**Exercise instructions**. Go through the lines below and count those that contain "ChunkwireError"; the number is all that should be returned.

(Collected data)
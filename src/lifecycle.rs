//! Cyclic lifecycle state machine shared by dispatchers, groups and the manager.
//!
//! ```text
//! Idle ──► Starting ──► Running ──► Stopping ──► Idle
//! ```
//!
//! Every transition request is checked against this table. An out-of-order
//! request is rejected with [`ChunkwireError::InvalidTransition`] and leaves
//! the state unchanged. The current state is published through a
//! `tokio::sync::watch` channel so callers can await a particular state
//! (for example `Idle` after a drain).

use std::fmt;

use tokio::sync::watch;

use crate::error::{ChunkwireError, Result};

/// One of the four lifecycle states.
#[derive(Debug, Clone, Copy, PartialEq, Eq, Hash)]
pub enum LifecycleState {
    /// Not running; may be started.
    Idle,
    /// Start requested, not yet accepting work.
    Starting,
    /// Accepting work.
    Running,
    /// Stop requested, draining in-flight work.
    Stopping,
}

impl LifecycleState {
    /// The only state this one may legally move to.
    #[inline]
    pub fn successor(self) -> Self {
        match self {
            Self::Idle => Self::Starting,
            Self::Starting => Self::Running,
            Self::Running => Self::Stopping,
            Self::Stopping => Self::Idle,
        }
    }

    /// Lowercase name.
    pub fn as_str(self) -> &'static str {
        match self {
            Self::Idle => "idle",
            Self::Starting => "starting",
            Self::Running => "running",
            Self::Stopping => "stopping",
        }
    }
}

impl fmt::Display for LifecycleState {
    fn fmt(&self, f: &mut fmt::Formatter<'_>) -> fmt::Result {
        f.write_str(self.as_str())
    }
}

/// Shared, awaitable lifecycle with a fixed transition table.
#[derive(Debug)]
pub struct Lifecycle {
    tx: watch::Sender<LifecycleState>,
}

impl Lifecycle {
    /// Create a lifecycle in the `Idle` state.
    pub fn new() -> Self {
        let (tx, _rx) = watch::channel(LifecycleState::Idle);
        Self { tx }
    }

    /// Current state.
    #[inline]
    pub fn current(&self) -> LifecycleState {
        *self.tx.borrow()
    }

    /// Move to `next` if it is the successor of the current state.
    ///
    /// The check and the update happen atomically, so two racing callers
    /// can never both succeed with the same transition.
    pub fn transition(&self, next: LifecycleState) -> Result<()> {
        let mut from = LifecycleState::Idle;
        let moved = self.tx.send_if_modified(|state| {
            from = *state;
            if state.successor() == next {
                *state = next;
                true
            } else {
                false
            }
        });

        if moved {
            Ok(())
        } else {
            Err(ChunkwireError::InvalidTransition { from, to: next })
        }
    }

    /// Wait until the state equals `target`.
    pub async fn wait_for(&self, target: LifecycleState) {
        let mut rx = self.tx.subscribe();
        // The sender lives in `self`, so the channel cannot close while we wait.
        let _ = rx.wait_for(|state| *state == target).await;
    }

    /// Subscribe to state changes.
    pub fn subscribe(&self) -> watch::Receiver<LifecycleState> {
        self.tx.subscribe()
    }
}

impl Default for Lifecycle {
    fn default() -> Self {
        Self::new()
    }
}

#[cfg(test)]
mod tests {
    use super::*;
    use std::sync::Arc;
    use std::time::Duration;

    use LifecycleState::*;

    #[test]
    fn test_starts_idle() {
        assert_eq!(Lifecycle::new().current(), Idle);
    }

    #[test]
    fn test_full_cycle_succeeds() {
        let lifecycle = Lifecycle::new();
        for next in [Starting, Running, Stopping, Idle, Starting] {
            lifecycle.transition(next).unwrap();
            assert_eq!(lifecycle.current(), next);
        }
    }

    #[test]
    fn test_out_of_order_is_rejected_and_noop() {
        let lifecycle = Lifecycle::new();

        for bad in [Idle, Running, Stopping] {
            let err = lifecycle.transition(bad).unwrap_err();
            assert!(matches!(
                err,
                ChunkwireError::InvalidTransition { from: Idle, to } if to == bad
            ));
            assert_eq!(lifecycle.current(), Idle);
        }

        lifecycle.transition(Starting).unwrap();
        assert!(lifecycle.transition(Stopping).is_err());
        assert!(lifecycle.transition(Idle).is_err());
        assert_eq!(lifecycle.current(), Starting);
    }

    #[test]
    fn test_successor_table() {
        assert_eq!(Idle.successor(), Starting);
        assert_eq!(Starting.successor(), Running);
        assert_eq!(Running.successor(), Stopping);
        assert_eq!(Stopping.successor(), Idle);
    }

    #[test]
    fn test_display() {
        assert_eq!(Running.to_string(), "running");
        assert_eq!(Stopping.as_str(), "stopping");
    }

    #[tokio::test]
    async fn test_wait_for_state() {
        let lifecycle = Arc::new(Lifecycle::new());
        lifecycle.transition(Starting).unwrap();
        lifecycle.transition(Running).unwrap();

        let waiter = {
            let lifecycle = lifecycle.clone();
            tokio::spawn(async move { lifecycle.wait_for(Idle).await })
        };

        tokio::time::sleep(Duration::from_millis(10)).await;
        assert!(!waiter.is_finished());

        lifecycle.transition(Stopping).unwrap();
        lifecycle.transition(Idle).unwrap();

        tokio::time::timeout(Duration::from_secs(1), waiter)
            .await
            .unwrap()
            .unwrap();
    }
}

**Output of the task**. 4